Search the data below for the string "when". Extract every line that contains it.

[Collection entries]
--- START ---
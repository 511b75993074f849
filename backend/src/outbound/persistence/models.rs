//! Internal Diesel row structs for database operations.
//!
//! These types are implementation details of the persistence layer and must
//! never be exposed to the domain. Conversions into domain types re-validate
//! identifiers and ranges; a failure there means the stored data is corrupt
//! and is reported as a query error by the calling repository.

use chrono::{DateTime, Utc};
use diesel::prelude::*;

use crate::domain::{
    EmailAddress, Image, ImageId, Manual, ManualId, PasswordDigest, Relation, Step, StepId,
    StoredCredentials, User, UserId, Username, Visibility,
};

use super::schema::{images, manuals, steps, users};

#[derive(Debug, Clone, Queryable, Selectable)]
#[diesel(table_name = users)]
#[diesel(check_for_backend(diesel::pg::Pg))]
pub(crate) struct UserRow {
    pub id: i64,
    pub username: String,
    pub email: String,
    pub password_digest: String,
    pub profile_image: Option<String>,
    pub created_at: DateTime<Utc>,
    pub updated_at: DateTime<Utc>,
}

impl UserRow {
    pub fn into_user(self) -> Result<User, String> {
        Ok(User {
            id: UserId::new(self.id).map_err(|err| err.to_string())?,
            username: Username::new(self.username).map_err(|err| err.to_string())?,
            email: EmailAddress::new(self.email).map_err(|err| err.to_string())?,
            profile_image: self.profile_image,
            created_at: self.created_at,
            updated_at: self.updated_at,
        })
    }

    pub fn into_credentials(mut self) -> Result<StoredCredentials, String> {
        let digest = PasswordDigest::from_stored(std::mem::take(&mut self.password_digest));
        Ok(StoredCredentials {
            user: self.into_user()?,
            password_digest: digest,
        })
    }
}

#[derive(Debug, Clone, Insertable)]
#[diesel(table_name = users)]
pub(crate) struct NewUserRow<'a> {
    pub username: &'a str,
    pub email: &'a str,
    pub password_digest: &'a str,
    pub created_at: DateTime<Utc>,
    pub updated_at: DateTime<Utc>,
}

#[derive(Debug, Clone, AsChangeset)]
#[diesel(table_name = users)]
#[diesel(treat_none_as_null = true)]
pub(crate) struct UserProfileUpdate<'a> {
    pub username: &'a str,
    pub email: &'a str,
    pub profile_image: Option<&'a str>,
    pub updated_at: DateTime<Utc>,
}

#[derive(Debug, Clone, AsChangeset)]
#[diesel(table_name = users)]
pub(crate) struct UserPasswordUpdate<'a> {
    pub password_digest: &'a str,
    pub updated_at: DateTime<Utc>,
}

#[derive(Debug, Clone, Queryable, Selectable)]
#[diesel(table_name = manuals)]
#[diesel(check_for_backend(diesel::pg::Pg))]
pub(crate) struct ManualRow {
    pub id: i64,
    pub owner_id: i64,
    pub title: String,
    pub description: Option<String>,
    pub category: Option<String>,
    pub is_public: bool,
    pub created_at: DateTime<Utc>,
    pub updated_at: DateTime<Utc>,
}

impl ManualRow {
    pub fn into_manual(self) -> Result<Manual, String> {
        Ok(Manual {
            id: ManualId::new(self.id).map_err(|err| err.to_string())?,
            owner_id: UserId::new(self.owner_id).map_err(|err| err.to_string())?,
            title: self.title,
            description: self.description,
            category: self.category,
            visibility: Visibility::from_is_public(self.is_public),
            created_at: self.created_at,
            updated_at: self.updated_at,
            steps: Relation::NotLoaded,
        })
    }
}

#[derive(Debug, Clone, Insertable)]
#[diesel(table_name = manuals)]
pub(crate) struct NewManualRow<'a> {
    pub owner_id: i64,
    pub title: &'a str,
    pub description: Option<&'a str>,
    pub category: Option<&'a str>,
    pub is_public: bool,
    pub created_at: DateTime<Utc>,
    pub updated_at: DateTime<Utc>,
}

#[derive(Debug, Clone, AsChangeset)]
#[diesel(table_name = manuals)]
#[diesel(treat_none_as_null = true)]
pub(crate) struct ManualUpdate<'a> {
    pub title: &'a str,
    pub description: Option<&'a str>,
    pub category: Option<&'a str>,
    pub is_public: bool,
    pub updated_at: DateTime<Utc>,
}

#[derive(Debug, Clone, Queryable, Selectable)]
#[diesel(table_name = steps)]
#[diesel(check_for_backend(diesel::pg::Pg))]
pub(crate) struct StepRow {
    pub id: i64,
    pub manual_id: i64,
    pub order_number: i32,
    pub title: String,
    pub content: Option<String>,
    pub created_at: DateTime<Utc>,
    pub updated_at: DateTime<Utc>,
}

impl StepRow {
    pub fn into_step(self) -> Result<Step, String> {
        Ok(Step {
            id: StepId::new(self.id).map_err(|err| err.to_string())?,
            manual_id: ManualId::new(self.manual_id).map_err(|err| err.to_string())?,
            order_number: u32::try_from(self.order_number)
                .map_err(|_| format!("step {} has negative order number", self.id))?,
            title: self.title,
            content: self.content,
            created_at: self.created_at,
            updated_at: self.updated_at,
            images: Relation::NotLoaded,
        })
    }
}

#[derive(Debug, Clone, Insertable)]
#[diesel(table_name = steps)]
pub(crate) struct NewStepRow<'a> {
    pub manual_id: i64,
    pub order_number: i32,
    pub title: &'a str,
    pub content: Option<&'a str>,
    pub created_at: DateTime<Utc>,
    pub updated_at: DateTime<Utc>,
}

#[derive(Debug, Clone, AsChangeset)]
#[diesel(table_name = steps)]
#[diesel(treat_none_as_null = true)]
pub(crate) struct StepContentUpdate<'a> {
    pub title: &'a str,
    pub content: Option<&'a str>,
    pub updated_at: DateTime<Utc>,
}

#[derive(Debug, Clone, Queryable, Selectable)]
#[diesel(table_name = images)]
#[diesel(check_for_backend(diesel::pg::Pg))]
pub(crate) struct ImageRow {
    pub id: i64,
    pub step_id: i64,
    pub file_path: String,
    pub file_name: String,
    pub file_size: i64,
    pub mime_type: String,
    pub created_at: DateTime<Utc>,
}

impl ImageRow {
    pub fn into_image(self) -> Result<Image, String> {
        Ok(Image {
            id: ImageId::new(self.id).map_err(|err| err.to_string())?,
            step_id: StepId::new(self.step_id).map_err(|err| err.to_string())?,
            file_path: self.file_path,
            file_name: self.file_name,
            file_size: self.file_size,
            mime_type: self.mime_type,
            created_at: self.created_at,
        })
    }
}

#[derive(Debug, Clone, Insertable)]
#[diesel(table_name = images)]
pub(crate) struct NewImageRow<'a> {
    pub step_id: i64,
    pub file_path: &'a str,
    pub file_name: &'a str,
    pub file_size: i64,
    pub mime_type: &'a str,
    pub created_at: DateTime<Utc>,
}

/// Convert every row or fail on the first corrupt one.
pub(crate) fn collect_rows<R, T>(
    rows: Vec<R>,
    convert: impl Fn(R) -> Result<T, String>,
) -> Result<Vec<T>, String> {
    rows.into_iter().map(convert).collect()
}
--- END ---
--- START ---
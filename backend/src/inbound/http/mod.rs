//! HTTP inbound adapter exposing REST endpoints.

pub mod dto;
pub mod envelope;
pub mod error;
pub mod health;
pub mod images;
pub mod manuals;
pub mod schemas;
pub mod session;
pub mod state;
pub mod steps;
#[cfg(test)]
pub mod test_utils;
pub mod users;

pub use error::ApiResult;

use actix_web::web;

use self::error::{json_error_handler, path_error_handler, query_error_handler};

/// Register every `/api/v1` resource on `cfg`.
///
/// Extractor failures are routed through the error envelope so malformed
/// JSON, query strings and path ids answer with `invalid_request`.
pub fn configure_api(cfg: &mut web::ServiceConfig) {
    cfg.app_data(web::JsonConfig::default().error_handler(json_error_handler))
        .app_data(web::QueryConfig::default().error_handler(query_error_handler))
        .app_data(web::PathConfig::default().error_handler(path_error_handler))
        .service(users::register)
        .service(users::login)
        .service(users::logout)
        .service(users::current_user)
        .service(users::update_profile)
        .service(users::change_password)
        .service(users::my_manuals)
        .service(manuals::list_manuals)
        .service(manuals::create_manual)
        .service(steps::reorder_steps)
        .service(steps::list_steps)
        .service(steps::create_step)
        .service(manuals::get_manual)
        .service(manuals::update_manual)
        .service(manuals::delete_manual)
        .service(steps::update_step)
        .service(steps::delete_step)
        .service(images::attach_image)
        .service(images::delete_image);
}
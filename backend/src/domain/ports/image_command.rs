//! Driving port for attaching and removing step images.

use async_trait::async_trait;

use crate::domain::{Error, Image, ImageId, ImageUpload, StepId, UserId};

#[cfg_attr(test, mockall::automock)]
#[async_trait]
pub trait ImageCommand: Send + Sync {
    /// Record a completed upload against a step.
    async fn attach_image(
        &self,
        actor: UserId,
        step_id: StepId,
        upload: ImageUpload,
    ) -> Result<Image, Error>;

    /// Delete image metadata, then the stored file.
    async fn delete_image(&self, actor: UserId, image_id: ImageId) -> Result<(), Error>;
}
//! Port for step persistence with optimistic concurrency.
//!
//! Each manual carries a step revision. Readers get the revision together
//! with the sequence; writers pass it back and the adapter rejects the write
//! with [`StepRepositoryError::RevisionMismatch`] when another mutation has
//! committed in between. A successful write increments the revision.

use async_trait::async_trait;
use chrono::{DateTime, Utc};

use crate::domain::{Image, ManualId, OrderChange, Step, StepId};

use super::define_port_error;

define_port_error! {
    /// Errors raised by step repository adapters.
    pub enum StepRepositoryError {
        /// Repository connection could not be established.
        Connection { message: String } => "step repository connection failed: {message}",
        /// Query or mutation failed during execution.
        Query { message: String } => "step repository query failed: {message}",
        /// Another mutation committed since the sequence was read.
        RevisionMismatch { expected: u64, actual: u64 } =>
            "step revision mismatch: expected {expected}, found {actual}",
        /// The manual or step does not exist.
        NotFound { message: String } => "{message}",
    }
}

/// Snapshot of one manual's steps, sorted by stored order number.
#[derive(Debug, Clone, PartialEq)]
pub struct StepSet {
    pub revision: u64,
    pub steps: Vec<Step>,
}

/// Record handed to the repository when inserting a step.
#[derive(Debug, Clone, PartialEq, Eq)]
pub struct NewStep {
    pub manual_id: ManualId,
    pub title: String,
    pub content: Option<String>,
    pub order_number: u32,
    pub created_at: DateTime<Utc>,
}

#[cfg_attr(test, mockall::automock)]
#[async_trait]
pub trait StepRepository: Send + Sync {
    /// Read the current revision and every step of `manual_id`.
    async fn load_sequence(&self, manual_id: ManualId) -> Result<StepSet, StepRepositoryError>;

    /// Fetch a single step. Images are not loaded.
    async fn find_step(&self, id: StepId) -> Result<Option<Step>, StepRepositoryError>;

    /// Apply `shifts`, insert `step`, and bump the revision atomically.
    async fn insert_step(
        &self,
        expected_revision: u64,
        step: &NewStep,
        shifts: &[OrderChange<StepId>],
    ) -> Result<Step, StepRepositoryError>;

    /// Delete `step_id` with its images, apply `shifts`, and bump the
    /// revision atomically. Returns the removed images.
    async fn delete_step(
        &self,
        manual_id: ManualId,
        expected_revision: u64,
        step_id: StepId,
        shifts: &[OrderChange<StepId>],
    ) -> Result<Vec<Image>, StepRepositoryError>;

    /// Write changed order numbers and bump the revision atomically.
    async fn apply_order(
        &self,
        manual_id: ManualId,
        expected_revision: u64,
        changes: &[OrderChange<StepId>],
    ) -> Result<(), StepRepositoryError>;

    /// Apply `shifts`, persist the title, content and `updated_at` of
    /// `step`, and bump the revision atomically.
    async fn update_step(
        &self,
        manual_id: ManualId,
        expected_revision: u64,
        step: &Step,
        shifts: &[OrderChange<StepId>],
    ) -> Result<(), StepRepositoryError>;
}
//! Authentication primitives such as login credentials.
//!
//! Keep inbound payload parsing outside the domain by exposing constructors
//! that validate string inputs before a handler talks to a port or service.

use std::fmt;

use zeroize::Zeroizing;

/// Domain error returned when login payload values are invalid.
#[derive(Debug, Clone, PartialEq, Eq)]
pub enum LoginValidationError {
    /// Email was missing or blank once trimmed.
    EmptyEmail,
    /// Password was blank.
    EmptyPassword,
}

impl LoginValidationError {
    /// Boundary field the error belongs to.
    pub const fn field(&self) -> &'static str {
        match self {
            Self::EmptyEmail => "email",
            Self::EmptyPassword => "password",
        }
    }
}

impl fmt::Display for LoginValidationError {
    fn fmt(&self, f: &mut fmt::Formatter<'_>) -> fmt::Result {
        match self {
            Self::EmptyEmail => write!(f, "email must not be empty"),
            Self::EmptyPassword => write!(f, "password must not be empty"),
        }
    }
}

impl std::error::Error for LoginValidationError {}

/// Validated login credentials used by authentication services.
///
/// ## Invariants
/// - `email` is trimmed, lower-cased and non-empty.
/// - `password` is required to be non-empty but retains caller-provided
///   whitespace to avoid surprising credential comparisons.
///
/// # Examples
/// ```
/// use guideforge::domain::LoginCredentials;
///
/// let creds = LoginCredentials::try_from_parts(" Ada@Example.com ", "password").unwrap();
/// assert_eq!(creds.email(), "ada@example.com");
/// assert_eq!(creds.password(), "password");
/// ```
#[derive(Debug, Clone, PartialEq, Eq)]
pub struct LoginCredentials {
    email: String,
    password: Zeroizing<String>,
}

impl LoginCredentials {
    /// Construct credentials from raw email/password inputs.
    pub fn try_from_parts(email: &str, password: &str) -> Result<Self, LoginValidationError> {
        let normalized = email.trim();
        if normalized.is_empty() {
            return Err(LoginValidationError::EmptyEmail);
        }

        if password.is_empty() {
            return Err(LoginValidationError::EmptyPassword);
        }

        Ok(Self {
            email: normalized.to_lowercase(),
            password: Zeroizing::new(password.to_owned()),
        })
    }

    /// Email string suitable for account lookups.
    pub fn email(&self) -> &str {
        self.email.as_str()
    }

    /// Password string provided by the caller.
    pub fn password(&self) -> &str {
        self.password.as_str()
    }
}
--- END ---
--- START ---
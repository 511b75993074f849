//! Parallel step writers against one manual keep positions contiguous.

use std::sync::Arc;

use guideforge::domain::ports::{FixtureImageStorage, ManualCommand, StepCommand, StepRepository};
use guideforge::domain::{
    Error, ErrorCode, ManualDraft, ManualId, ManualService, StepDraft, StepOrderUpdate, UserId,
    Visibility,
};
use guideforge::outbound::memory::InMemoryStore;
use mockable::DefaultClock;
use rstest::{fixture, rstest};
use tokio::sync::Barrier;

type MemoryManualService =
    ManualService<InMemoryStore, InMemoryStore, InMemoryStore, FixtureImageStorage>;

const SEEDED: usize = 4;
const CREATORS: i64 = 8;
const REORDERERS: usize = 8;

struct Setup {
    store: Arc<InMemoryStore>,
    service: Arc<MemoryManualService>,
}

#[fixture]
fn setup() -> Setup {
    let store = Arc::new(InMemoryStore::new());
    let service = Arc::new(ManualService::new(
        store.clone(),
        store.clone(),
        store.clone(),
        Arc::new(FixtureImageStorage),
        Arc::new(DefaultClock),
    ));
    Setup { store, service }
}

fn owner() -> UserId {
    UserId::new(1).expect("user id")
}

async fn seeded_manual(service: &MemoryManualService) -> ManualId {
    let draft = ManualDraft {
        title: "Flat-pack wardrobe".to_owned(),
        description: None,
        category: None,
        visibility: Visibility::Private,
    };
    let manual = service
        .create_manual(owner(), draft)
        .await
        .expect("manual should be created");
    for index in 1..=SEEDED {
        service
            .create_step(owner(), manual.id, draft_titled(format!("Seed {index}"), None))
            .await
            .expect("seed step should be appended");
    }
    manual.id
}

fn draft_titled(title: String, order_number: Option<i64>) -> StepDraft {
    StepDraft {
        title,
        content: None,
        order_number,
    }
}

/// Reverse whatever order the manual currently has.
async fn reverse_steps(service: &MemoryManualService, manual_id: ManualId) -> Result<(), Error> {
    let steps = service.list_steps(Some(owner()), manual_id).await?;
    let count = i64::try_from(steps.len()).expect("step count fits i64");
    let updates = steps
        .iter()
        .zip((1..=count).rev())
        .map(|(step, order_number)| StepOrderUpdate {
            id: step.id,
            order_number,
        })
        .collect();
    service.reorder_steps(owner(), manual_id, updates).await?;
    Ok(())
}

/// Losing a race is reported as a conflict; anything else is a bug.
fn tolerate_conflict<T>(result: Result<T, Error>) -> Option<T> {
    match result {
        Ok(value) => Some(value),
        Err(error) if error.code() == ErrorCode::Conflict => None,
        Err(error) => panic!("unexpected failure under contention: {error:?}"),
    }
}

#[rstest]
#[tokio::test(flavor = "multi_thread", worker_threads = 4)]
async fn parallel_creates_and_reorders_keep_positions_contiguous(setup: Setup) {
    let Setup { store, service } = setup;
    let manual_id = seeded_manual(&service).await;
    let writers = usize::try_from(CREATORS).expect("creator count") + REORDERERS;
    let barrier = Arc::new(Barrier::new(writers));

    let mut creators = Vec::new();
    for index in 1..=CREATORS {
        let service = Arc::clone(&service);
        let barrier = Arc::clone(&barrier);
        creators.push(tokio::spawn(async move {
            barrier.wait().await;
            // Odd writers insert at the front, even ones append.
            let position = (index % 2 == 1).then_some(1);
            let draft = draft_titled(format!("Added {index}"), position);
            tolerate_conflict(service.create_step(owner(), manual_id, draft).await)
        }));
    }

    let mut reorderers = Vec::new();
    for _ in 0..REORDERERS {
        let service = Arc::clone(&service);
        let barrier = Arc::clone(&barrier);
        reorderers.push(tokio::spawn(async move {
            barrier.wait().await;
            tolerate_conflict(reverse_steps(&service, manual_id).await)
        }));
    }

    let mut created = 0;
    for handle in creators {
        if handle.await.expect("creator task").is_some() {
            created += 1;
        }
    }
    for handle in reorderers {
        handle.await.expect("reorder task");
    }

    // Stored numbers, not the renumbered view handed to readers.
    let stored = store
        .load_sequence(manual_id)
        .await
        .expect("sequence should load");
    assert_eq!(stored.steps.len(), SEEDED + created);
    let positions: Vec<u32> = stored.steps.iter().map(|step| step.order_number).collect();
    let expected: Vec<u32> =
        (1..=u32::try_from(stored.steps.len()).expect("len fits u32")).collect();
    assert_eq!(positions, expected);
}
--- END ---
-- Reply to the exercise --
//! with [`StepRepositoryError::RevisionMismatch`] when another mutation has
/// Record handed to the repository when inserting a step.
/// Domain error returned when login payload values are invalid.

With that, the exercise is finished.